Belém, 03. Juni 09Am frühen Morgen treffen wir mit dem Schiff in Belém ein.
Das Projekt hier nennt sich ProVIDA. Belém ist eine Stadt mit 2 Millionen Einwohnern. Viele Bewohner aus den grösseren Orten am Fluss ziehen mit Hoffnung auf Arbeit hierher und werden meist erneut enttäuscht da es auch hier kaum Arbeit gibt. Das Elend in den Favelas, oder Invasion wie sie hier genannt werden, ist noch grösser.
Martin Hollenstein arbeitet hier mit Kindern die in diesen Orten wohnen. Er führt uns in den nächsten Tagen zusammen mit seinem Team durch die Arbeitsfelder die hier in diesem Projekt betreut werden. Heute besuchen wir als Erstes zwei PEPE-Schulen. Diese Schulen unterrichten Kinder im Vorschulalter bis etwa 6 Jahre.
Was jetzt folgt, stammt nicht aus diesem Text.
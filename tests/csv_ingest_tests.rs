mod common;

use std::io::Write;
use common::{config, date, time};
use crashscan::ingest::csv::{convert_cell, parse_line, split_line, CsvLoader};
use crashscan::schema::schema::fields;
use crashscan::{
    CollisionDatabase, Config, ErrorKind, EvaluationMode, FieldId, Predicate, Query, ScalarValue,
};
use tempfile::NamedTempFile;

fn header() -> String {
    fields().iter().map(|d| d.name.to_uppercase()).collect::<Vec<_>>().join(",")
}

/// One data line with the given cells set and every other cell blank
fn line(cells: &[(FieldId, &str)]) -> String {
    let mut out = vec![String::new(); FieldId::ALL.len()];
    for (field, cell) in cells {
        out[field.position()] = cell.to_string();
    }
    out.join(",")
}

fn sample_line(i: usize) -> String {
    let boroughs = ["BROOKLYN", "QUEENS", "", "BRONX"];
    line(&[
        (FieldId::CrashDate, &format!("{}/{}/2021", 1 + i % 12, 1 + i % 28)),
        (FieldId::CrashTime, &format!("{}:{:02}", i % 24, i % 60)),
        (FieldId::Borough, boroughs[i % boroughs.len()]),
        (FieldId::ZipCode, &(11200 + i % 9).to_string()),
        (FieldId::Latitude, "40.6"),
        (FieldId::Location, "\"(40.6, -73.9)\""),
        (FieldId::NumberOfPersonsInjured, &(i % 3).to_string()),
        (FieldId::CollisionId, &(4_000_000 + i).to_string()),
        (FieldId::VehicleTypeCode5, if i % 2 == 0 { "Sedan" } else { "" }),
    ])
}

fn write_csv(lines: usize) -> NamedTempFile {
    let mut file = NamedTempFile::new().unwrap();
    writeln!(file, "{}", header()).unwrap();
    for i in 0..lines {
        writeln!(file, "{}", sample_line(i)).unwrap();
    }
    file.flush().unwrap();
    file
}

#[test]
fn split_line_respects_quotes() {
    let cells = split_line("a,\"(40.6, -73.9)\",,c\r");
    assert_eq!(cells, vec!["a", "(40.6, -73.9)", "", "c"]);

    assert_eq!(split_line(""), vec![""]);
    assert_eq!(split_line("x,"), vec!["x", ""]);
}

#[test]
fn cells_convert_to_field_kinds() {
    assert_eq!(convert_cell(FieldId::CrashDate, "09/11/2021"), Some(date(2021, 9, 11)));
    assert_eq!(convert_cell(FieldId::CrashDate, "3/26/2022"), Some(date(2022, 3, 26)));
    assert_eq!(convert_cell(FieldId::CrashTime, "2:39"), Some(time(2, 39)));
    assert_eq!(convert_cell(FieldId::CrashTime, "23:05"), Some(time(23, 5)));
    assert_eq!(convert_cell(FieldId::ZipCode, "11208"), Some(ScalarValue::Unsigned(11208)));
    assert_eq!(convert_cell(FieldId::Latitude, "40.667202"), Some(ScalarValue::Numeric(40.667202)));
    assert_eq!(convert_cell(FieldId::Borough, "BROOKLYN"), Some(ScalarValue::from("BROOKLYN")));
    assert_eq!(convert_cell(FieldId::Borough, "   "), None);
    assert_eq!(convert_cell(FieldId::ZipCode, ""), None);
}

#[test]
fn unparseable_cells_are_absent() {
    assert_eq!(convert_cell(FieldId::ZipCode, "N/A"), None);
    assert_eq!(convert_cell(FieldId::ZipCode, "-5"), None);
    assert_eq!(convert_cell(FieldId::Latitude, "north"), None);
    assert_eq!(convert_cell(FieldId::CrashDate, "13/40/2021"), None);
    assert_eq!(convert_cell(FieldId::CrashDate, "2021-09-11"), None);
    assert_eq!(convert_cell(FieldId::CrashTime, "25:00"), None);
    assert_eq!(convert_cell(FieldId::CrashTime, "noon"), None);

    let row = parse_line(&line(&[(FieldId::ZipCode, "ABC"), (FieldId::Borough, "QUEENS")]));
    assert_eq!(row.get(FieldId::ZipCode), None);
    assert_eq!(row.get(FieldId::Borough), Some(&ScalarValue::from("QUEENS")));
}

#[test]
fn parse_line_reads_every_column() {
    let row = parse_line(&sample_line(2));
    assert_eq!(row.get(FieldId::CrashDate), Some(&date(2021, 3, 3)));
    assert_eq!(row.get(FieldId::CrashTime), Some(&time(2, 2)));
    assert_eq!(row.get(FieldId::Borough), None);
    assert_eq!(row.get(FieldId::Location), Some(&ScalarValue::from("(40.6, -73.9)")));
    assert_eq!(row.get(FieldId::CollisionId), Some(&ScalarValue::Unsigned(4_000_002)));
    assert_eq!(row.get(FieldId::VehicleTypeCode5), Some(&ScalarValue::from("Sedan")));
    assert_eq!(row.get(FieldId::Longitude), None);
}

#[test]
fn short_lines_fill_absent() {
    let row = parse_line("1/2/2021,3:04,BRONX");
    assert_eq!(row.get(FieldId::CrashDate), Some(&date(2021, 1, 2)));
    assert_eq!(row.get(FieldId::CrashTime), Some(&time(3, 4)));
    assert_eq!(row.get(FieldId::Borough), Some(&ScalarValue::from("BRONX")));
    assert_eq!(row.values().count(), 3);
}

#[test]
fn chunked_load_matches_single_chunk() {
    let file = write_csv(250);

    let single = CsvLoader::new(&Config::default()).unwrap().load(file.path()).unwrap();
    let mut small = config(4, EvaluationMode::Mask);
    small.csv_chunk_bytes = 97;
    let chunked = CsvLoader::new(&small).unwrap().load(file.path()).unwrap();

    assert_eq!(single.len(), 250);
    assert_eq!(chunked.len(), 250);
    for (a, b) in single.records().zip(chunked.records()) {
        assert_eq!(a.to_row(), b.to_row());
    }
    for (i, record) in chunked.records().enumerate() {
        assert_eq!(record.collision_id(), Some(4_000_000 + i as u64));
    }
}

#[test]
fn load_bytes_handles_header_only_and_blank_lines() {
    let loader = CsvLoader::new(&Config::default()).unwrap();

    assert!(loader.load_bytes(b"").unwrap().is_empty());
    assert!(loader.load_bytes(header().as_bytes()).unwrap().is_empty());

    let text = format!("{}\r\n{}\r\n\r\n{}\r\n", header(), sample_line(0), sample_line(1));
    let store = loader.load_bytes(text.as_bytes()).unwrap();
    assert_eq!(store.len(), 2);
    assert_eq!(store.record(1).unwrap().borough(), Some("QUEENS"));
}

#[test]
fn open_csv_builds_a_queryable_database() {
    let file = write_csv(40);
    let db = CollisionDatabase::open_csv(file.path(), config(2, EvaluationMode::Mask)).unwrap();
    assert_eq!(db.len(), 40);

    let query = Query::create(Predicate::equals("borough", "BRONX").unwrap());
    let hits: Vec<u64> = db.search(&query).iter().filter_map(|r| r.collision_id()).collect();
    let expected: Vec<u64> = (0..40).filter(|i| i % 4 == 3).map(|i| 4_000_000 + i).collect();
    assert_eq!(hits, expected);
}

#[test]
fn missing_file_is_an_io_error() {
    let dir = tempfile::tempdir().unwrap();
    let path = dir.path().join("missing.csv");

    let err = CsvLoader::new(&Config::default()).unwrap().load(&path).unwrap_err();
    assert_eq!(err.kind(), ErrorKind::Io);

    let err = CollisionDatabase::open_csv(&path, Config::default()).err().unwrap();
    assert_eq!(err.kind(), ErrorKind::Io);
}

#[test]
fn empty_file_loads_nothing() {
    let file = NamedTempFile::new().unwrap();
    let store = CsvLoader::new(&Config::default()).unwrap().load(file.path()).unwrap();
    assert!(store.is_empty());
}

#[test]
fn escaped_quotes_stay_in_the_cell() {
    assert_eq!(split_line(r#"a,"He said ""hi""",c"#), vec!["a", "He said \"hi\"", "c"]);

    let row = parse_line(&line(&[(FieldId::OnStreetName, r#""O""BRIEN AVE""#), (FieldId::CollisionId, "7")]));
    assert_eq!(row.get(FieldId::OnStreetName), Some(&ScalarValue::from("O\"BRIEN AVE")));
    assert_eq!(row.get(FieldId::CollisionId), Some(&ScalarValue::Unsigned(7)));
}

#[test]
fn quoted_line_breaks_stay_in_one_record() {
    let loader = CsvLoader::new(&Config::default()).unwrap();
    let record = line(&[(FieldId::OnStreetName, "\"MAIN\nST\""), (FieldId::CollisionId, "42")]);
    let text = format!("{}\n{}\n", header(), record);

    let store = loader.load_bytes(text.as_bytes()).unwrap();
    assert_eq!(store.len(), 1);
    let collision = store.record(0).unwrap();
    assert_eq!(collision.collision_id(), Some(42));
    assert_eq!(collision.field("on_street_name").unwrap().and_then(|v| v.as_text()), Some("MAIN\nST"));
}

#[test]
fn multi_line_records_align_across_small_batches() {
    let mut text = header();
    text.push('\n');
    for i in 0..60u64 {
        let street = format!("\"{} AVE\nAPT \"\"{}\"\"\"", i, i % 3);
        text.push_str(&line(&[(FieldId::OnStreetName, &street), (FieldId::CollisionId, &i.to_string())]));
        text.push_str("\r\n");
    }

    let mut small = config(3, EvaluationMode::Mask);
    small.csv_chunk_bytes = 40;
    let store = CsvLoader::new(&small).unwrap().load_bytes(text.as_bytes()).unwrap();

    assert_eq!(store.len(), 60);
    for (i, record) in store.records().enumerate() {
        assert_eq!(record.collision_id(), Some(i as u64));
        let expected = format!("{} AVE\nAPT \"{}\"", i, i % 3);
        assert_eq!(record.field("on_street_name").unwrap().and_then(|v| v.as_text()), Some(expected.as_str()));
    }
}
Am Nachmittag befinden wir uns in einem Kinderheim. Dieses Heim nimmt Kinder von 0 bis 6 Jahre auf. Wo immer wir uns hier in diesem Umfeld aufhalten ist sehr viel Respekt gefordert. Die Favelas werden von Gruppen (Gangs) beherrscht und die Arbeit ist nicht ungefährlich. Dies musste Martin in der Vergangenheit mehrmals erleben.